Figure 5.13 The volume intersection of the two cylinder yields a better correlation than the surface intersection.

Transforming the CT scans to a volume is clearly a simple task, performed off-line. However, the acquired cuts which contain some noise, will not have a closed shape. Based on the above discussion, the following final procedure is proposed.

The CT scans are transformed into a volume by flooding the inside of the cuts.

The acquired image is kept as a "cloud" of surface points.

The two models are matched using a least square correlation criterion with a large step size.

The step size is lowered and step 3 is repeated until the step equals one, which corresponds to the precision limit of the model.

Perform a constant step match of the acquired model with the original surface CT model.

The use of a varying step size is to accelerate even further the matching, and can also be considered as an extra precaution against local maxima. Moreover, a last step has been added to account for possible a false maximum introduced by volume-to-surface matching. In other words, after the algorithm converges with volume matching, surface matching is performed to validate and possibly refine the macth.

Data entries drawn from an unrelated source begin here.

//! Console collection and filesystem scaffolding for sidgen.
//!
//! This crate owns everything impure about page generation: the prompt loops
//! that collect project metadata and the materializer that writes the
//! rendered page and its image folder to disk. The prompts run over generic
//! reader/writer handles so the whole flow is testable without a terminal.

pub mod collect;
pub mod materialize;
pub mod prompt;

pub use collect::collect_page;
pub use materialize::{materialize, ScaffoldConfig, ScaffoldError, ScaffoldOutcome};
pub use prompt::{Console, PromptError};
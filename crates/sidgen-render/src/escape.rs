//! HTML entity escaping for user-supplied text.

/// Escape the five standard HTML entities.
///
/// Every piece of user text that ends up in element content or an attribute
/// value passes through here exactly once. The ampersand is handled by the
/// single pass itself, so already-escaped input would be double-escaped —
/// callers must only hand in raw text.
pub fn escape_html(input: &str) -> String {
    let mut out = String::with_capacity(input.len());
    for c in input.chars() {
        match c {
            '&' => out.push_str("&amp;"),
            '<' => out.push_str("&lt;"),
            '>' => out.push_str("&gt;"),
            '"' => out.push_str("&quot;"),
            '\'' => out.push_str("&#x27;"),
            _ => out.push(c),
        }
    }
    out
}
//! Project page renderer.

use crate::escape::escape_html;
use crate::page::{ProjectPage, StepsSection};
use crate::slug::ProjectSlug;
use crate::templates::{PageContext, TemplateEngine};

/// Errors that can occur while rendering a page.
#[derive(Debug, thiserror::Error)]
pub enum RenderError {
    #[error("Failed to render page template: {0}")]
    Template(#[from] minijinja::Error),
}

/// Renders collected page data into a complete HTML document.
///
/// Pure and deterministic: no I/O, and identical inputs produce
/// byte-identical output.
pub struct PageRenderer {
    templates: TemplateEngine,
}

impl PageRenderer {
    pub fn new() -> Self {
        Self {
            templates: TemplateEngine::new(),
        }
    }

    /// Render the document for `page` under the identifier `slug`.
    pub fn render(&self, slug: &ProjectSlug, page: &ProjectPage) -> Result<String, RenderError> {
        let ctx = PageContext {
            slug: slug.as_str().to_string(),
            title_html: escape_html(&page.title),
            meta_description_html: escape_html(&page.meta_description()),
            description_html: paragraph_block(&page.description, 16),
            steps_html: steps_block(slug, &page.steps),
            steps_class: page.steps.css_class().to_string(),
        };

        Ok(self.templates.render_page(&ctx)?)
    }
}

impl Default for PageRenderer {
    fn default() -> Self {
        Self::new()
    }
}

/// Render paragraphs as `<p>` lines at the given indent, joined by newlines.
/// An empty list yields an empty string, leaving an empty region inside the
/// surrounding container.
fn paragraph_block(paragraphs: &[String], indent: usize) -> String {
    paragraphs
        .iter()
        .map(|p| format!("{:indent$}<p>{}</p>", "", escape_html(p)))
        .collect::<Vec<_>>()
        .join("\n")
}

/// Render the inner markup of the steps container for either layout.
fn steps_block(slug: &ProjectSlug, steps: &StepsSection) -> String {
    match steps {
        StepsSection::Centered(paragraphs) => paragraph_block(paragraphs, 16),
        StepsSection::Images(groups) => {
            let rows: Vec<String> = groups
                .iter()
                .enumerate()
                .map(|(i, paragraphs)| {
                    let index = i + 1;
                    format!(
                        "                <div class=\"step-row\">\n\
                         {:20}<img src=\"../images/projects/{slug}/step_{index}.jpg\" alt=\"Steg {index}\">\n\
                         {:20}<div class=\"step-text\">\n\
                         {paragraphs}\n\
                         {:20}</div>\n\
                         {:16}</div>",
                        "", "", "", "",
                        slug = slug,
                        index = index,
                        paragraphs = paragraph_block(paragraphs, 24),
                    )
                })
                .collect();

            rows.join("\n\n")
        }
    }
}
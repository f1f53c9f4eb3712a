//! End-to-end project scaffolding.

use std::fs;
use std::io::{BufRead, Write};
use std::path::PathBuf;

use sidgen_render::{normalize, PageRenderer, RenderError};

use crate::collect::collect_page;
use crate::prompt::{Console, PromptError};

/// Where generated artifacts go. Passed in explicitly so the flow can run
/// against any root (tests use a tempdir).
#[derive(Debug, Clone)]
pub struct ScaffoldConfig {
    /// Directory receiving `{slug}.html`.
    pub projects_dir: PathBuf,
    /// Directory under which the per-project image folder is created.
    pub images_dir: PathBuf,
}

impl Default for ScaffoldConfig {
    fn default() -> Self {
        Self {
            projects_dir: PathBuf::from("projects"),
            images_dir: PathBuf::from("images/projects"),
        }
    }
}

/// Errors that can occur while scaffolding a project.
#[derive(Debug, thiserror::Error)]
pub enum ScaffoldError {
    #[error(transparent)]
    Prompt(#[from] PromptError),

    #[error(transparent)]
    Render(#[from] RenderError),

    #[error("Failed to write {path}: {source}")]
    Write {
        path: PathBuf,
        #[source]
        source: std::io::Error,
    },
}

/// How a scaffolding run ended.
#[derive(Debug, Clone, PartialEq, Eq)]
pub enum ScaffoldOutcome {
    /// Page written and image folder created.
    Created {
        html_path: PathBuf,
        images_path: PathBuf,
    },
    /// The operator backed out at a checkpoint, or the name normalized to
    /// nothing. No artifacts were touched.
    Aborted,
}

/// Run the full interactive flow: name, confirmations, content, render,
/// write.
///
/// Nothing destructive happens before the final writes, and both writes are
/// idempotent, so an aborted or crashed run never needs cleanup.
pub fn materialize<R: BufRead, W: Write>(
    console: &mut Console<R, W>,
    config: &ScaffoldConfig,
) -> Result<ScaffoldOutcome, ScaffoldError> {
    let raw_name = console.non_empty("Projektets namn (för fil/folder, t.ex. vaglampa): ")?;

    let Some(slug) = normalize(&raw_name) else {
        console.say("Kunde inte skapa ett giltigt projektnamn. Försök igen.")?;
        return Ok(ScaffoldOutcome::Aborted);
    };

    console.say(&format!("Föreslaget projektnamn: {slug}"))?;
    if !console.confirm("Vill du använda detta namn?")? {
        console.say("Avbruten.")?;
        return Ok(ScaffoldOutcome::Aborted);
    }

    let html_path = config.projects_dir.join(format!("{slug}.html"));
    let images_path = config.images_dir.join(slug.as_str());

    if html_path.exists()
        && !console.confirm(&format!("Filen {slug}.html finns redan. Skriv över?"))?
    {
        console.say("Avbruten.")?;
        return Ok(ScaffoldOutcome::Aborted);
    }

    if images_path.exists()
        && !console.confirm(&format!(
            "Mappen {} finns redan. Fortsätt?",
            images_path.display()
        ))?
    {
        console.say("Avbruten.")?;
        return Ok(ScaffoldOutcome::Aborted);
    }

    let page = collect_page(console)?;
    let html = PageRenderer::new().render(&slug, &page)?;

    fs::create_dir_all(&config.projects_dir).map_err(|e| ScaffoldError::Write {
        path: config.projects_dir.clone(),
        source: e,
    })?;
    fs::create_dir_all(&images_path).map_err(|e| ScaffoldError::Write {
        path: images_path.clone(),
        source: e,
    })?;
    fs::write(&html_path, html).map_err(|e| ScaffoldError::Write {
        path: html_path.clone(),
        source: e,
    })?;
    tracing::debug!("Wrote {}", html_path.display());

    console.say("")?;
    console.say("Klart!")?;
    console.say(&format!("Skapade: {}", html_path.display()))?;
    console.say(&format!("Skapade mapp: {}", images_path.display()))?;
    console.say("Lägg till bilderna main_1.jpg, main_2.jpg, main_3.jpg och ev. step_#.jpg i mappen.")?;

    Ok(ScaffoldOutcome::Created {
        html_path,
        images_path,
    })
}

An analysis of the effect of noise on such a matching approach will be addressed in Chapter 6. Figure 5.14 shows the CT model with gaussian noise added to it and Figure 5.15 shows the results of matching with the original CT model.

Figure 5.14 CT model with gaussian noise.

Figure5.15 MATLAB® output of matching a noisy model at [10 6 15 -12 -6 15]. The step size and current state are shown at every instant.

The matching was performed in 19 steps, which is even less than the predicted shortest path of 64 using a non-varying step size. No surface match was necessary in this case, mainly because of the well-behaved nature of the introduced noise.